To support the management of LI, alternative foods that are naturally lactose-free, such as soy products (e.g., tofu, edamame) and plant-based drinks (e.g., soy, almond, and rice drink) are often recommended as an alternative for high-lactose foods
[58]. In addition, the food industry has developed many “low-lactose” and “lactose-free” products using diverse processes to remove lactose from lactose-rich dairy foods
[52]. Lactose can be physically removed from milk using ultrafiltration or chromatographic separation followed by subsequent hydrolysis of the remaining lactose
[59]. Thus, the sensory properties of lactose-free milk produced are not affected, but this process may also remove some valuable minerals, like calcium
[60]. Alternatively, lactose-free milk can be obtained by enzymatic hydrolysis of lactose to its monosaccharides, glucose and galactose, using microbial beta-galactosidase
[59]. This process is known to generate extra sweetness and may also have an impact on the nutritional value of the hydrolyzed milk
[52]. More recently, the use of “A2 milk” has been shown to reduce some of the gastrointestinal discomfort associated with drinking ordinary cow’s milk in individuals with LI
[61]. “A2 milk” is a variety of cow’s milk containing mostly A2 beta-casein (like human milk, sheep and goat’s milk) that does not metabolize to the peptide beta-casomorphin-7 (BMC-7), which is implicated in adverse gastrointestinal effects, including inflammation
[62]. Interestingly, the gastrointestinal symptoms resulting from the ingestion of cow’s milk in LI individuals are decreased when milk enriched in A2 beta-casein is consumed in place of regular milk (which contains A1 beta-casein)

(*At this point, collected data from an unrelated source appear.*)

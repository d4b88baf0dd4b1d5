//! Integration tests for the Locations bounded context.

mod common;

use axum::http::StatusCode;
use serde_json::json;
use sqlx::PgPool;
use wayfarer_core::ephemeral::{membership_key, position_key};

async fn seed_player_in_town(app: &axum::Router, username: &str, x: i32, y: i32) {
    common::post_json(
        app,
        "/api/v1/players",
        &json!({ "username": username, "password": "pw" }),
    )
    .await;
    common::post_json(
        app,
        &format!("/api/v1/players/{username}/travel"),
        &json!({ "destination": "town" }),
    )
    .await;
    common::post_json(
        app,
        &format!("/api/v1/players/{username}/move"),
        &json!({ "x": x, "y": y }),
    )
    .await;
}

#[sqlx::test(migrations = "../../migrations")]
async fn test_create_and_get_location_round_trip(pool: PgPool) {
    let (app, _) = common::build_test_app(pool);

    let (status, json) = common::post_json(
        &app,
        "/api/v1/locations",
        &json!({ "name": "town", "x": 10, "y": -5 }),
    )
    .await;
    assert_eq!(status, StatusCode::CREATED);
    assert_eq!(json["name"], "town");

    let (status, json) = common::get_json(&app, "/api/v1/locations/town").await;
    assert_eq!(status, StatusCode::OK);
    assert_eq!(json["x"], 10);
    assert_eq!(json["y"], -5);
}

#[sqlx::test(migrations = "../../migrations")]
async fn test_rename_location_carries_players_along(pool: PgPool) {
    // Arrange
    let (app, store) = common::build_test_app(pool);
    common::post_json(&app, "/api/v1/locations", &json!({ "name": "town" })).await;
    seed_player_in_town(&app, "alice", 3, 4).await;
    seed_player_in_town(&app, "bob", 0, 0).await;

    // Act
    let (status, json) = common::patch_json(
        &app,
        "/api/v1/locations/town",
        &json!({ "name": "village", "x": 1, "y": 1 }),
    )
    .await;

    // Assert
    assert_eq!(status, StatusCode::OK);
    assert_eq!(json["location"]["name"], "village");
    assert_eq!(json["cascade"]["applied"], 2);

    let (_, json) = common::get_json(&app, "/api/v1/players/alice").await;
    assert_eq!(
        json["position"],
        json!({ "location": "village", "x": 3, "y": 4 })
    );

    let (status, json) = common::get_json(&app, "/api/v1/locations/village/players").await;
    assert_eq!(status, StatusCode::OK);
    assert_eq!(json.as_array().unwrap().len(), 2);

    assert!(!store.has_key(&membership_key("town")));
    let (status, _) = common::get_json(&app, "/api/v1/locations/town").await;
    assert_eq!(status, StatusCode::NOT_FOUND);
}

#[sqlx::test(migrations = "../../migrations")]
async fn test_rename_onto_existing_location_returns_409(pool: PgPool) {
    let (app, _) = common::build_test_app(pool);
    for name in ["town", "village"] {
        common::post_json(&app, "/api/v1/locations", &json!({ "name": name })).await;
    }

    let (status, json) = common::patch_json(
        &app,
        "/api/v1/locations/town",
        &json!({ "name": "village", "x": 0, "y": 0 }),
    )
    .await;

    assert_eq!(status, StatusCode::CONFLICT);
    assert_eq!(json["error"], "duplicate_identity");
}

#[sqlx::test(migrations = "../../migrations")]
async fn test_update_coordinates_keeps_members(pool: PgPool) {
    let (app, store) = common::build_test_app(pool);
    common::post_json(&app, "/api/v1/locations", &json!({ "name": "town" })).await;
    seed_player_in_town(&app, "alice", 3, 4).await;

    let (status, json) = common::patch_json(
        &app,
        "/api/v1/locations/town",
        &json!({ "x": 7, "y": 8 }),
    )
    .await;

    assert_eq!(status, StatusCode::OK);
    assert_eq!(json["location"]["x"], 7);
    assert_eq!(json["cascade"]["applied"], 0);
    assert_eq!(store.members(&membership_key("town")).len(), 1);
}

#[sqlx::test(migrations = "../../migrations")]
async fn test_delete_location_evicts_players(pool: PgPool) {
    let (app, store) = common::build_test_app(pool);
    common::post_json(&app, "/api/v1/locations", &json!({ "name": "town" })).await;
    seed_player_in_town(&app, "alice", 3, 4).await;

    let (status, json) = common::delete(&app, "/api/v1/locations/town").await;

    assert_eq!(status, StatusCode::OK);
    assert_eq!(json, json!({ "applied": 1, "skipped": 0, "stale": 0 }));
    assert!(!store.has_key(&position_key("alice")));
    assert!(!store.has_key(&membership_key("town")));

    // The player row survives; only the position is gone.
    let (status, json) = common::get_json(&app, "/api/v1/players/alice").await;
    assert_eq!(status, StatusCode::OK);
    assert!(json["position"].is_null());
}

#[sqlx::test(migrations = "../../migrations")]
async fn test_players_in_unknown_location_returns_404(pool: PgPool) {
    let (app, _) = common::build_test_app(pool);

    let (status, json) = common::get_json(&app, "/api/v1/locations/atlantis/players").await;

    assert_eq!(status, StatusCode::NOT_FOUND);
    assert_eq!(json["error"], "not_found");
}

#[sqlx::test(migrations = "../../migrations")]
async fn test_expired_position_drops_out_of_location_listing(pool: PgPool) {
    // Arrange
    let (app, store) = common::build_test_app(pool);
    common::post_json(&app, "/api/v1/locations", &json!({ "name": "town" })).await;
    common::post_json(&app, "/api/v1/locations", &json!({ "name": "village" })).await;
    seed_player_in_town(&app, "alice", 0, 0).await;
    store.expire(&position_key("alice"));
    common::post_json(
        &app,
        "/api/v1/players/alice/travel",
        &json!({ "destination": "village" }),
    )
    .await;

    // Act
    let (status, json) = common::get_json(&app, "/api/v1/locations/town/players").await;

    // Assert
    assert_eq!(status, StatusCode::OK);
    assert_eq!(json, json!([]));
    assert!(!store.has_key(&membership_key("town")));
    assert_eq!(store.members(&membership_key("village")).len(), 1);
}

[61]. This indicates that the gastrointestinal symptoms due to LI might be confounded by the beta-casein variant present in milk.
Finally, in the case where food-based approaches to manage LI are insufficient or not feasible, lactase enzyme replacements may be taken prior to consuming a lactose-containing meal
[63]. This therapeutic option uses exogenous lactase for lactose digestion, like the fungal beta-galactosidase tilactase, which may be helpful as an alternative to dietary restriction and thus avoid possible nutritional deficiencies
[64][65].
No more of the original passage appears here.